Records supplied:
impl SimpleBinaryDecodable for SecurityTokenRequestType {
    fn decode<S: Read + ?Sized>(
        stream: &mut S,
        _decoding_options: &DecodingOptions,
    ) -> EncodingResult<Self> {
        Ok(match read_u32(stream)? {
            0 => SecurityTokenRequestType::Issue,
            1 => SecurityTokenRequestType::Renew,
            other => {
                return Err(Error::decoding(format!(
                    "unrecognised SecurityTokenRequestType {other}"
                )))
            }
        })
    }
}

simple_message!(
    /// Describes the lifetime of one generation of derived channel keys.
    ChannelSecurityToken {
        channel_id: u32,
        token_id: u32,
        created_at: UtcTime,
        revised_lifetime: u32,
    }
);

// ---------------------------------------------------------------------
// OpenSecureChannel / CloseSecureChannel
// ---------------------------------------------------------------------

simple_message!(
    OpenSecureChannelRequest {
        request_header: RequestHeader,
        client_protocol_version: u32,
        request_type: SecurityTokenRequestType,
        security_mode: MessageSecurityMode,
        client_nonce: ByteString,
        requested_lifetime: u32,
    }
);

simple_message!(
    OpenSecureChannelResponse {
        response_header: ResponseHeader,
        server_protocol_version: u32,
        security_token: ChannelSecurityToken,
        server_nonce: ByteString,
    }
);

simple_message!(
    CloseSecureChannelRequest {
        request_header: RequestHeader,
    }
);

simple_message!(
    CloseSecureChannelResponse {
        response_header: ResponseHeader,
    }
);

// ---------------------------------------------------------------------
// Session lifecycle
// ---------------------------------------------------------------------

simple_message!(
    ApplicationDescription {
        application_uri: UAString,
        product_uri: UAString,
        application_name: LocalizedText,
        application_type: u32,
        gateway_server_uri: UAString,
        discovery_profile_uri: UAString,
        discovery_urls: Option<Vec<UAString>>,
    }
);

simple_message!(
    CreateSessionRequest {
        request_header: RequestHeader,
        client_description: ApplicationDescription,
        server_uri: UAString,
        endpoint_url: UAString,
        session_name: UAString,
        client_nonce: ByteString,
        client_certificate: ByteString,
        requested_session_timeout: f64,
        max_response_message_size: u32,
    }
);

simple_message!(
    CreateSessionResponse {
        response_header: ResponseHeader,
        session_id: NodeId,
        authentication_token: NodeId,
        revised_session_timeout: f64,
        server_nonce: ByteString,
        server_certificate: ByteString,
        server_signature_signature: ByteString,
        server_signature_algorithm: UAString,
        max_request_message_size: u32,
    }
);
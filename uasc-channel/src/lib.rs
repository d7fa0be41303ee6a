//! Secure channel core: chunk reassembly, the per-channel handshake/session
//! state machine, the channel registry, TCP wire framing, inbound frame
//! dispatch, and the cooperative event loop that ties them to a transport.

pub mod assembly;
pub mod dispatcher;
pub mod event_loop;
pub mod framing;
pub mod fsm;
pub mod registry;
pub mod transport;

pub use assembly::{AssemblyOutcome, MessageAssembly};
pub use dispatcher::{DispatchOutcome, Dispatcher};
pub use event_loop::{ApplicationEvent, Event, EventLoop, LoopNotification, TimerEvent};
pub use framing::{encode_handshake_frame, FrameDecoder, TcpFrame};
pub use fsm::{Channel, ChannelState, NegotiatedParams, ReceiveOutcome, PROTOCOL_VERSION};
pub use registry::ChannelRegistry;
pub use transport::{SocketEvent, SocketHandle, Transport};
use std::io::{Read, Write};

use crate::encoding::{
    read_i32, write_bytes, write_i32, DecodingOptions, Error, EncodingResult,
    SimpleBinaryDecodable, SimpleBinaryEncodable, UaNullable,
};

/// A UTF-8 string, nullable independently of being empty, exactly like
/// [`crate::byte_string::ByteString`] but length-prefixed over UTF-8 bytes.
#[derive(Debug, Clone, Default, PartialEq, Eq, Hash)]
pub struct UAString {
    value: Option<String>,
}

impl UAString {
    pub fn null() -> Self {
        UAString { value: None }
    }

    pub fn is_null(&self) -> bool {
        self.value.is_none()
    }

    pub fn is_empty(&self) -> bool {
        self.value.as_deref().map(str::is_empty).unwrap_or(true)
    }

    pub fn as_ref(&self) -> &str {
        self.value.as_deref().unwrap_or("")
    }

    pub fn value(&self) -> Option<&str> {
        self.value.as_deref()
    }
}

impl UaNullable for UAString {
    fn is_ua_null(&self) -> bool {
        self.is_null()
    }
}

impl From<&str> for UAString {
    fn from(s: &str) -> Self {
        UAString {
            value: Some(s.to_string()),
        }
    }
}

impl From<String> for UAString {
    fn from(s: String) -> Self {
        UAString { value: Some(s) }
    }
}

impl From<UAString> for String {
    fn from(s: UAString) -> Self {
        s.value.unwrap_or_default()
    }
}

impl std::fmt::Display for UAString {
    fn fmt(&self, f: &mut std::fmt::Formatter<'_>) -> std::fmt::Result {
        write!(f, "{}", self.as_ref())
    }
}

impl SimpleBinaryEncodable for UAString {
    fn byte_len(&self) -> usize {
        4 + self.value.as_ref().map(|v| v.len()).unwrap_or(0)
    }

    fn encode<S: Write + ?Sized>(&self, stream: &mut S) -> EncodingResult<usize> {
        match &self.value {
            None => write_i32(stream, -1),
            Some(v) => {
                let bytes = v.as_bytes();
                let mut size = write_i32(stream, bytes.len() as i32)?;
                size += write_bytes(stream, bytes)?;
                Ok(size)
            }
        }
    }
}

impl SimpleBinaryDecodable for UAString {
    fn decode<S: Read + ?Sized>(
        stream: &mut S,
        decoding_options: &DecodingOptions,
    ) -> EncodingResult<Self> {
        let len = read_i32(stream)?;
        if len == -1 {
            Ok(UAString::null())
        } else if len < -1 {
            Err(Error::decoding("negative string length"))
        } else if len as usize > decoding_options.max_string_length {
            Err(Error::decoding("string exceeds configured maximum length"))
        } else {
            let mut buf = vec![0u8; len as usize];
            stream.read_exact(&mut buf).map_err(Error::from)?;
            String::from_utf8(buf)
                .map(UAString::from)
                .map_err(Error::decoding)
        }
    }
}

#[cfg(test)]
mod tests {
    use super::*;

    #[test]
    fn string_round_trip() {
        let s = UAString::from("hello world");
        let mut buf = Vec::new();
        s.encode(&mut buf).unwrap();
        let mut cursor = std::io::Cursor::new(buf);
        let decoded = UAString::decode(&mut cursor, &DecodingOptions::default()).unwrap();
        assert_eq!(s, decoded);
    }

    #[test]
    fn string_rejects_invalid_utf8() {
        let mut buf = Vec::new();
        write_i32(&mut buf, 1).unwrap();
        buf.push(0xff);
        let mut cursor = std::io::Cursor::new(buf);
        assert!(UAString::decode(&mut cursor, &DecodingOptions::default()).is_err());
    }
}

Problem:
Looking at the material above, please state how many lines include the string "EncodingResult", and give only that number.

Your solution:
4